# Awesome pro shots of Quincy



## ArreauStandardPoodle (Sep 1, 2009)

I was so tickled to have these shots of Quincy emailed to me by the lady who took them at the Poodle Specialty show last weekend. They are my favourite photos of my boy and his wonderful handler, Chrystal Murray.


----------



## Trillium (Sep 1, 2009)

Those are amazing shots of Quincy and Crystal. He looks wonderful.


----------



## spoospirit (Mar 10, 2009)

_I love them all but the last one is my favorite. He looks wonderful and that tail!! I can't get over that amazing tail!_


----------



## spoowhisperer (Apr 26, 2010)

He is just so so so gorgeous!


----------



## amerique2 (Jun 21, 2009)

Awesome shots, indeed, of Quincy! Love the action shots.


----------



## faerie (Mar 27, 2010)

cherie, he's still my boyfriend. i may have seelie, but q is my man. 

love love love those pics.


----------



## ArreauStandardPoodle (Sep 1, 2009)

Trillium said:


> Those are amazing shots of Quincy and Crystal. He looks wonderful.


Thanks Deb! I was just so pleased to get them, and have plastered them everywhere. They capture his essence in the ring. She did a wonderful job.


----------



## kris6332 (May 14, 2011)

I especially love the picture of him on the grooming table. Such beautiful/handsome face and those eyes are just intoxicating. Wonderful pictures!


----------



## ArreauStandardPoodle (Sep 1, 2009)

spoospirit said:


> _I love them all but the last one is my favorite. He looks wonderful and that tail!! I can't get over that amazing tail!_


Thanks very much! The last one is my favourite too. Yes, his tail is amazing! If I knew all my pups tails would turn out like this, I would never dock again.


----------



## outwest (May 1, 2011)

Ah, tails.  
Those are terrific pictures. I love his head.


----------



## Ruth (Nov 18, 2010)

Aww, I love Quincy! He's one handsome and charming boy.


----------



## ArreauStandardPoodle (Sep 1, 2009)

spoowhisperer said:


> He is just so so so gorgeous!


Thank you very much! I think you know that I think so too!


----------



## jazzipoodle (Mar 30, 2010)

I am sooo in love! He's absolutely gorgeous! I love black spoos.


----------



## ArreauStandardPoodle (Sep 1, 2009)

amerique2 said:


> Awesome shots, indeed, of Quincy! Love the action shots.

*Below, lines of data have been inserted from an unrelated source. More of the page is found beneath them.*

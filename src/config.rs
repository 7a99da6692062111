use crate::rates::RateTable;
use anyhow::{Context, Result};
use serde::{Deserialize, Serialize};
use std::fs;
use std::path::{Path, PathBuf};
use tracing::info;

#[derive(Debug, Clone, Deserialize, Serialize)]
#[serde(default)]
pub struct Config {
    pub mining: MiningConfig,
    pub staking: StakingConfig,
    /// Crypto-kind -> display name, deposit address, quoted rate.
    pub rates: RateTable,
}

#[derive(Debug, Clone, Deserialize, Serialize)]
#[serde(default)]
pub struct MiningConfig {
    pub tick_interval_secs: u64,
    pub autosave_interval_secs: u64,
}

#[derive(Debug, Clone, Deserialize, Serialize)]
#[serde(default)]
pub struct StakingConfig {
    /// Seconds between deposit submission and automatic verification.
    pub verification_delay_secs: i64,
    /// How often the daemon re-derives verification state from timestamps.
    pub refresh_interval_secs: u64,
}

impl Default for Config {
    fn default() -> Self {
        Self {
            mining: MiningConfig::default(),
            staking: StakingConfig::default(),
            rates: RateTable::default(),
        }
    }
}

impl Default for MiningConfig {
    fn default() -> Self {
        Self {
            tick_interval_secs: 1,
            autosave_interval_secs: 30,
        }
    }
}

impl Default for StakingConfig {
    fn default() -> Self {
        Self {
            verification_delay_secs: 120,
            refresh_interval_secs: 10,
        }
    }
}

impl Config {
    pub fn config_path() -> PathBuf {
        dirs::home_dir()
            .unwrap_or_else(|| PathBuf::from("."))
            .join(".deadspot")
            .join("config.toml")
    }

    /// Load the config file, writing the defaults on first run.
    pub fn load_or_create(path: &Path) -> Result<Self> {
        if path.exists() {
            let raw = fs::read_to_string(path).context("Failed to read config file")?;
            let config: Config = toml::from_str(&raw).context("Failed to parse config file")?;
            return Ok(config);
        }

        info!("🆕 No config found, writing defaults to {:?}", path);
        let config = Config::default();
        config.save(path)?;
        Ok(config)
    }

    pub fn save(&self, path: &Path) -> Result<()> {
        if let Some(parent) = path.parent() {
            fs::create_dir_all(parent)
                .with_context(|| format!("Failed to create config directory {parent:?}"))?;
        }

        let raw = toml::to_string_pretty(self).context("Failed to serialize config")?;
        fs::write(path, raw).context("Failed to write config file")?;
        Ok(())
    }

    pub fn verification_delay(&self) -> chrono::Duration {
        chrono::Duration::seconds(self.staking.verification_delay_secs)
    }
}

Thanks very much! I love that third shot and want to blow it up and put it in my office! She did a stunning job with all the photos she did at the show, but I cannot tell you how incredibly touched I was when I got these!


----------



## spoospirit (Mar 10, 2009)

ArreauStandardPoodle said:


> Thanks very much! The last one is my favourite too. Yes, his tail is amazing! If I knew all my pups tails would turn out like this, I would never dock again.


_If the standard here in the US would change for the better not requiring a docked tail, I would never dock a pup again. I DID NOT like watching the vet clip those little tails on those tiny puppies. They made almost no fuss about it, but I found it disturbing!_


----------



## ArreauStandardPoodle (Sep 1, 2009)

faerie said:


> cherie, he's still my boyfriend. i may have seelie, but q is my man.
> 
> love love love those pics.


Thank you! I have no doubt that he will ALWAYS be your boyfriend and look forward to you one day being Mommy to one of his kidlets.


----------



## ArreauStandardPoodle (Sep 1, 2009)

kris6332 said:


> I especially love the picture of him on the grooming table. Such beautiful/handsome face and those eyes are just intoxicating. Wonderful pictures!


Thank you very much! The photographer captured exactly what I see when I look at him. We adore this boy and think he is the cat's pyjamas...lol!


----------



## Ms Stella (Aug 16, 2010)

That he is! Nice photos!!


----------



## Fond of Poodles (Feb 1, 2011)

Oh I remember this boy from the Specialty! How could I forget the tail, absolutely love it! He was gorgeous. I think I have a couple of head shots of him, I'll take a look! 

I'm a definite fan of the undocked tails as well. I've helped a friend dock her litters and won't ever be doing it again, or doing it to my own, I'm a big wuss! I've decided to dock, but will be leaving them longer. I think the day is coming when we won't be docking at all, and I personally can't wait, .


----------